#### DATASET RECORDS ####

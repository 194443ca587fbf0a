use std::fmt::Display;
use std::future::Future;
use std::time::Duration;
use tracing::{error, info};

use crate::config::RetryConfig;

/// Bounded retry: an operation runs at most `max_attempts` times, never more.
#[derive(Debug, Clone, Copy)]
pub struct RetryPolicy {
    max_attempts: u32,
    backoff: Duration,
}

impl RetryPolicy {
    pub fn new(max_attempts: u32, backoff: Duration) -> Self {
        Self {
            max_attempts: max_attempts.max(1),
            backoff,
        }
    }

    pub fn from_config(config: &RetryConfig) -> Self {
        Self::new(config.max_attempts, Duration::from_millis(config.backoff_ms))
    }

    pub fn max_attempts(&self) -> u32 {
        self.max_attempts
    }

    /// Run `op` until it succeeds or the attempt ceiling is hit.
    ///
    /// `op` receives the 1-based attempt number. The last error is returned
    /// once all attempts are spent.
    pub async fn run<T, E, F, Fut>(&self, label: &str, mut op: F) -> Result<T, E>
    where
        F: FnMut(u32) -> Fut,
        Fut: Future<Output = Result<T, E>>,
        E: Display,
    {
        let mut attempt = 1;
        loop {
            match op(attempt).await {
                Ok(value) => return Ok(value),
                Err(e) => {
                    error!("{} attempt {}/{} failed: {}", label, attempt, self.max_attempts, e);
                    if attempt >= self.max_attempts {
                        error!("{}: max retries reached", label);
                        return Err(e);
                    }
                    info!("Retrying {}...", label);
                    if !self.backoff.is_zero() {
                        tokio::time::sleep(self.backoff).await;
                    }
                    attempt += 1;
                }
            }
        }
    }
}

impl Default for RetryPolicy {
    fn default() -> Self {
        Self::new(3, Duration::ZERO)
    }
}

#[cfg(test)]
mod tests {
    use super::*;
    use std::sync::atomic::{AtomicU32, Ordering};

    #[tokio::test]
    async fn gives_up_after_exactly_max_attempts() {
        let counter = AtomicU32::new(0);
        let calls = &counter;
        let policy = RetryPolicy::default();

        let result: Result<(), String> = policy
            .run("always failing", move |_| async move {
                calls.fetch_add(1, Ordering::SeqCst);
                Err("nope".to_string())
            })
            .await;

        assert_eq!(result.unwrap_err(), "nope");
        assert_eq!(counter.load(Ordering::SeqCst), 3);
    }

    #[tokio::test]
    async fn stops_at_the_first_success() {
        let counter = AtomicU32::new(0);
        let calls = &counter;
        let policy = RetryPolicy::new(5, Duration::ZERO);

        let result: Result<u32, String> = policy
            .run("flaky", move |attempt| {
                calls.fetch_add(1, Ordering::SeqCst);
                async move {
                    if attempt < 2 {
                        Err(format!("attempt {attempt}"))
                    } else {
                        Ok(attempt)
                    }
                }
            })
            .await;

        assert_eq!(result.unwrap(), 2);
        assert_eq!(counter.load(Ordering::SeqCst), 2);
    }

    #[test]
    fn zero_attempts_is_clamped_to_one() {
        assert_eq!(RetryPolicy::new(0, Duration::ZERO).max_attempts(), 1);
    }
}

####

→ **REQUIRED WORK**: Where the word "impl" is present in a line of the listing, copy that line.

→ **WORKED SOLUTION**:
impl RetryPolicy {
impl Default for RetryPolicy {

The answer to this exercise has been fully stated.